Closed johnkm516 closed 1 month ago
hey John, did you know that you can decide about the batch size? it doesn't have to be 1 file per row e.g.: here 10k rows per batch:
- id: each
type: io.kestra.plugin.core.flow.ForEachItem
items: "{{ inputs.file }}" # could be also an output variable {{ outputs.extract.uri }}
inputs:
file: "{{ taskrun.items }}" # items of the batch
batch:
rows: 10000
namespace: company.team
flowId: subflow
revision: 1 # optional (default: latest)
wait: true # wait for the subflow execution
transmitFailed: true # fail the task run if the subflow execution fails
labels: # optional labels to pass to the subflow to be executed
key: value
To be transparent, we can't do that splitting in memory 😢 in fact, this is why this task exists - to split data processing into chunks and avoid processing everything at once.
@anna-geller Hi Anna, yes I'm aware of the rows attribute. I mentioned that I wanted one row per execution in the OP.
To process this, there is a way, and this is how i currently process the flows :
1) Master flow with ForEachItem which splits the file into 100 rows and invokes a batching subflow 2) Batching subflow uses ForEach to invoke a worker subflow, splitting the 100 rows into one row per worker execution 3) Each worker execution processes the row
The above steps work, but now i have to create three flows for this task. And this workaround still splits the file and stores it in internal storage, which is essentially storing duplicate data.
You said you cannot do this in memory, but I'm wondering why not? Java has BufferedReader which should be able to process a file line by line instead of storing the entire file in memory. Is this more of a limitation due to the stateless nature of tasks?
I really like the UI that ForEachItem has when looking at gantt and I really wish i could use ForEachItem instead of splitting into three different flows.
Yup, you're exactly right - it's because of the stateless nature of the task run execution. Each task can in theory be executed on an entirely different worker and to pass data reliably and efficiently, we leverage internal storage.

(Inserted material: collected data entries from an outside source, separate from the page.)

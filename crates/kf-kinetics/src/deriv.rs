//! Derivative engine: evaluation settings and Jacobian assembly.
//!
//! Vector derivatives scale the memoized rates of progress; matrix
//! derivatives assemble per-reaction sparse contributions and push them
//! through the stoichiometry matrices via the chain rule (species production
//! is linear in the rates of progress). All partials hold every other
//! variable fixed; no mole-fraction renormalization or equation-of-state
//! coupling is applied.

use nalgebra_sparse::{CooMatrix, CscMatrix};
use serde::{Deserialize, Serialize};

use kf_core::units::constants::GAS_CONSTANT;

use crate::error::KineticsResult;
use crate::kinetics::{BulkKinetics, DerivVariable, Kinetics, RopDirection, SpeciesRate};
use crate::stoich::StoichSide;

/// Named options controlling derivative evaluation.
///
/// Serialized with the keys `skip-third-bodies`, `skip-falloff` and
/// `rtol-delta`; the settings document is queried and replaced as a whole.
#[derive(Clone, Copy, Debug, PartialEq, Serialize, Deserialize)]
#[serde(rename_all = "kebab-case", deny_unknown_fields, default)]
pub struct DerivativeSettings {
    /// Leave third-body concentration terms out of Jacobians
    pub skip_third_bodies: bool,
    /// Leave third-body effects on rate constants out of derivatives
    pub skip_falloff: bool,
    /// Relative perturbation for numeric rate-constant derivatives
    pub rtol_delta: f64,
}

impl Default for DerivativeSettings {
    fn default() -> Self {
        Self {
            skip_third_bodies: false,
            skip_falloff: false,
            rtol_delta: 1e-8,
        }
    }
}

impl DerivativeSettings {
    pub fn to_value(&self) -> KineticsResult<serde_json::Value> {
        Ok(serde_json::to_value(self)?)
    }

    pub fn from_value(value: &serde_json::Value) -> KineticsResult<Self> {
        Ok(serde_json::from_value(value.clone())?)
    }
}

impl BulkKinetics {
    /// d(fwd ROP)/dT and d(rev ROP)/dT per reaction.
    ///
    /// Forward terms scale the rate of progress by d(ln kf)/dT; reverse terms
    /// additionally carry the equilibrium-constant dependence via van 't
    /// Hoff, d(ln Kc)/dT = ΔH°/(RT²) − Δν/T, from the collaborator's
    /// standard-state enthalpies.
    pub(crate) fn rop_ddt_components(&mut self) -> KineticsResult<(Vec<f64>, Vec<f64>)> {
        self.update_rop()?;
        let nr = self.reactions.len();

        let mut kf_ddt = vec![0.0; nr];
        Kinetics::fwd_rate_constants_ddt(self, &mut kf_ddt)?;

        let kf = self.cached("kf")?.to_vec();
        let ropf = self.cached("ropf")?.to_vec();
        let ropr = self.cached("ropr")?.to_vec();

        let t = self.rate_context()?.temperature;
        let rt = GAS_CONSTANT * t;
        let h0 = self.gather_species(|p, buf| p.standard_enthalpies(buf))?;
        let mut delta_h0 = vec![0.0; nr];
        self.stoich.reaction_delta(&h0, &mut delta_h0)?;

        let mut fwd = vec![0.0; nr];
        let mut rev = vec![0.0; nr];
        for i in 0..nr {
            let dln_kf = if kf[i] != 0.0 { kf_ddt[i] / kf[i] } else { 0.0 };
            fwd[i] = ropf[i] * dln_kf;
            if ropr[i] != 0.0 {
                let dln_kc = delta_h0[i] / (rt * t) - self.net_sums[i] / t;
                rev[i] = ropr[i] * (dln_kf - dln_kc);
            }
        }
        Ok((fwd, rev))
    }

    /// d(fwd ROP)/dP and d(rev ROP)/dP per reaction. The concentration-unit
    /// equilibrium constant carries no pressure dependence, so both
    /// directions scale by d(ln kf)/dP.
    pub(crate) fn rop_ddp_components(&mut self) -> KineticsResult<(Vec<f64>, Vec<f64>)> {
        self.update_rop()?;
        let nr = self.reactions.len();

        let mut kf_ddp = vec![0.0; nr];
        Kinetics::fwd_rate_constants_ddp(self, &mut kf_ddp)?;

        let kf = self.cached("kf")?.to_vec();
        let ropf = self.cached("ropf")?.to_vec();
        let ropr = self.cached("ropr")?.to_vec();

        let mut fwd = vec![0.0; nr];
        let mut rev = vec![0.0; nr];
        for i in 0..nr {
            let dln_kf = if kf[i] != 0.0 { kf_ddp[i] / kf[i] } else { 0.0 };
            fwd[i] = ropf[i] * dln_kf;
            rev[i] = ropr[i] * dln_kf;
        }
        Ok((fwd, rev))
    }

    /// d(fwd ROP)/dC and d(rev ROP)/dC per reaction, at constant T, P and X.
    ///
    /// With every C_k = X_k·C, a rate of progress scales as C^(order + m)
    /// where `order` is the side's coefficient sum and m is 1 for third-body
    /// reactions.
    pub(crate) fn rop_ddc_components(&mut self) -> KineticsResult<(Vec<f64>, Vec<f64>)> {
        self.update_rop()?;
        let nr = self.reactions.len();
        let ctot = self.cached("ctot")?[0];
        let ropf = self.cached("ropf")?.to_vec();
        let ropr = self.cached("ropr")?.to_vec();

        let mut fwd = vec![0.0; nr];
        let mut rev = vec![0.0; nr];
        for i in 0..nr {
            let tb = if self.third_bodies[i].is_some() && !self.settings.skip_third_bodies {
                1.0
            } else {
                0.0
            };
            fwd[i] = ropf[i] * (self.fwd_orders[i] + tb) / ctot;
            rev[i] = ropr[i] * (self.rev_orders[i] + tb) / ctot;
        }
        Ok((fwd, rev))
    }

    /// Combine per-reaction derivative vectors into a per-species one:
    /// out[k] = Σ_i fwd_side(k,i)·fwd_i + Σ_i rev_side(k,i)·rev_i.
    pub(crate) fn species_derivative(
        &mut self,
        fwd_side: StoichSide,
        fwd: &[f64],
        rev_side: StoichSide,
        rev: &[f64],
        out: &mut [f64],
    ) -> KineticsResult<()> {
        self.check_species_array(out.len())?;
        out[..self.n_total_species()].fill(0.0);
        self.stoich.species_multiply_acc(fwd_side, fwd, out)?;
        self.stoich.species_multiply_acc(rev_side, rev, out)?;
        Ok(())
    }

    /// Sparse d(ROP)/dX or d(ROP)/dCi for one direction,
    /// shape nReactions × nTotalSpecies.
    ///
    /// Entries combine the concentration-product partials from the
    /// stoichiometry matrices with, unless `skip-third-bodies`, the
    /// efficiency-weighted collider terms. Mole-fraction derivatives differ
    /// from concentration derivatives by the factor dC_j/dX_j = C.
    pub(crate) fn rop_jacobian(
        &mut self,
        dir: RopDirection,
        var: DerivVariable,
    ) -> KineticsResult<CscMatrix<f64>> {
        self.update_rop()?;
        let nr = self.reactions.len();
        let kk = self.n_total_species();

        let conc = self.cached("conc")?.to_vec();
        let ctot = self.cached("ctot")?[0];
        let kf = self.cached("kf")?.to_vec();
        let rkcn = self.cached("rkcn")?.to_vec();
        let tbf = self.cached("tbf")?.to_vec();

        let scale = match var {
            DerivVariable::MoleFraction => ctot,
            DerivVariable::Concentration => 1.0,
        };
        let side = match dir {
            RopDirection::Forward => StoichSide::Reactant,
            RopDirection::Reverse => StoichSide::RevProduct,
        };

        let mut coo = CooMatrix::new(nr, kk);
        for (k, i, term) in self.stoich.derivative_terms(side, &conc)? {
            let base = match dir {
                RopDirection::Forward => self.multipliers[i] * kf[i] * tbf[i],
                RopDirection::Reverse => self.multipliers[i] * kf[i] * rkcn[i] * tbf[i],
            };
            let v = base * term * scale;
            if v != 0.0 {
                coo.push(i, k, v);
            }
        }

        if !self.settings.skip_third_bodies {
            let cprod = self
                .cached(match dir {
                    RopDirection::Forward => "cf",
                    RopDirection::Reverse => "cr",
                })?
                .to_vec();
            for (i, tb) in self.third_bodies.iter().enumerate() {
                let Some(tb) = tb else { continue };
                let base = match dir {
                    RopDirection::Forward => self.multipliers[i] * kf[i] * cprod[i],
                    RopDirection::Reverse => {
                        self.multipliers[i] * kf[i] * rkcn[i] * cprod[i]
                    }
                };
                if base == 0.0 {
                    continue;
                }
                for j in 0..kk {
                    let eff = tb.efficiency_of(j);
                    if eff != 0.0 {
                        coo.push(i, j, base * eff * scale);
                    }
                }
            }
        }
        Ok(CscMatrix::from(&coo))
    }

    /// Species-level Jacobian via the chain rule:
    /// d(wdot)/d(x) = ν · d(ROP)/d(x).
    pub(crate) fn species_jacobian(
        &mut self,
        which: SpeciesRate,
        var: DerivVariable,
    ) -> KineticsResult<CscMatrix<f64>> {
        let fwd = self.rop_jacobian(RopDirection::Forward, var)?;
        let rev = self.rop_jacobian(RopDirection::Reverse, var)?;
        match which {
            SpeciesRate::Creation => {
                let product = self.stoich.matrix(StoichSide::Product)?;
                let reactant = self.stoich.matrix(StoichSide::Reactant)?;
                Ok(sp_add(&sp_mul(product, &fwd), &sp_mul(reactant, &rev)))
            }
            SpeciesRate::Destruction => {
                let product = self.stoich.matrix(StoichSide::Product)?;
                let reactant = self.stoich.matrix(StoichSide::Reactant)?;
                Ok(sp_add(&sp_mul(reactant, &fwd), &sp_mul(product, &rev)))
            }
            SpeciesRate::NetProduction => {
                let net = self.stoich.matrix(StoichSide::Net)?;
                Ok(sp_mul(net, &sp_sub(&fwd, &rev)))
            }
        }
    }
}

/// Sparse product a·b (CSC × CSC), accumulating duplicate entries.
pub(crate) fn sp_mul(a: &CscMatrix<f64>, b: &CscMatrix<f64>) -> CscMatrix<f64> {
    let mut coo = CooMatrix::new(a.nrows(), b.ncols());
    for (k, j, bv) in b.triplet_iter() {
        let col = a.col(k);
        for (i, av) in col.row_indices().iter().zip(col.values()) {
            coo.push(*i, j, av * bv);
        }
    }
    CscMatrix::from(&coo)
}

/// Sparse sum a + b of equal-shape matrices.
pub(crate) fn sp_add(a: &CscMatrix<f64>, b: &CscMatrix<f64>) -> CscMatrix<f64> {
    let mut coo = CooMatrix::new(a.nrows(), a.ncols());
    for (i, j, v) in a.triplet_iter() {
        coo.push(i, j, *v);
    }
    for (i, j, v) in b.triplet_iter() {
        coo.push(i, j, *v);
    }
    CscMatrix::from(&coo)
}

/// Sparse difference a − b of equal-shape matrices.
pub(crate) fn sp_sub(a: &CscMatrix<f64>, b: &CscMatrix<f64>) -> CscMatrix<f64> {
    let mut coo = CooMatrix::new(a.nrows(), a.ncols());
    for (i, j, v) in a.triplet_iter() {
        coo.push(i, j, *v);
    }
    for (i, j, v) in b.triplet_iter() {
        coo.push(i, j, -*v);
    }
    CscMatrix::from(&coo)
}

What you've described seems like a perfectly valid use of kestra (I wouldn't consider it a workaround as you did everything the right way). Is there something that's inconvenient to split work into multiple subflows? a bit difficult to talk about this without examples or screen share, can you book a call with me and @loicmathieu to discuss after Tuesday (release date)? Loic could help validate technical aspects like the one about BufferedReader -- ping us via Slack to coordinate date or book here https://calendly.com/anna__geller/meet
@anna-geller Thank you for the response. As you said, due to the nature of how tasks work it's not possible to stream input data. The thing I find inconvenient to split work into multiple subflows is that to do this For Each loop I have to create three subflows rather than two : one to cut the input into batches, and one to loop through each batch, and a third one to actually do the work for each row. The ForEachItem has a unique UI which shows all the sub executions which I find very useful, so I hoped that I could use this UI for each of my rows.

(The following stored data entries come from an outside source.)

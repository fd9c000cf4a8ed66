//! Error types for thermodynamic property evaluation.

use kf_core::KfError;
use thiserror::Error;

/// Errors that can occur in phase construction or property evaluation.
#[derive(Error, Debug)]
pub enum ThermoError {
    #[error("Invalid argument: {what}")]
    InvalidArg { what: &'static str },

    #[error("Non-physical value: {what}")]
    NonPhysical { what: &'static str },

    #[error("Unknown species '{name}' in phase '{phase}'")]
    UnknownSpecies { name: String, phase: String },

    #[error("Core error: {0}")]
    Core(#[from] KfError),
}

pub type ThermoResult<T> = Result<T, ThermoError>;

Would it be possible to somehow add an option to combine the ForEach and ForEachItem together? So that to maintain statelessness, we still split the input file into each batch file, but within the ForEachItem it also does a ForEach execution in memory for each batch to create an execution for each row.
I messaged you on Slack for a meeting time (if needed).
Hi @anna-geller, I would like to contribute on this project, I am an Backend Developer having 3years of experience in Java, though this is first I am trying to do something on opensource, so Please if anyone is not looking into this, Please assign this to me.
hey @fatal-error22, this one is too complex for first-time contributors. Can you check one of these issues instead?
Closing after meeting with @loicmathieu and @tchiotludo.
Feature description
One of the biggest problems with the current ForEachItem for me is that by default, ForEachItem will split an input file into multiple files, one for each batch. Consider the following flow parameters :
{{ouptuts.query.uri}}
would be values input into the ForEachItemInstead of splitting the 100,000 row ION file into 100,000 separate files, I would like an option for the ForEachItem to simply stream the original ION file in memory in batches (the amount stored in memory will be dependent on the
batch
property's rows attribute), creating executions as it processes the file in a "sliding window" fashion.I believe this will make the ForEachItem task far more efficient way it passes inputs to subflows.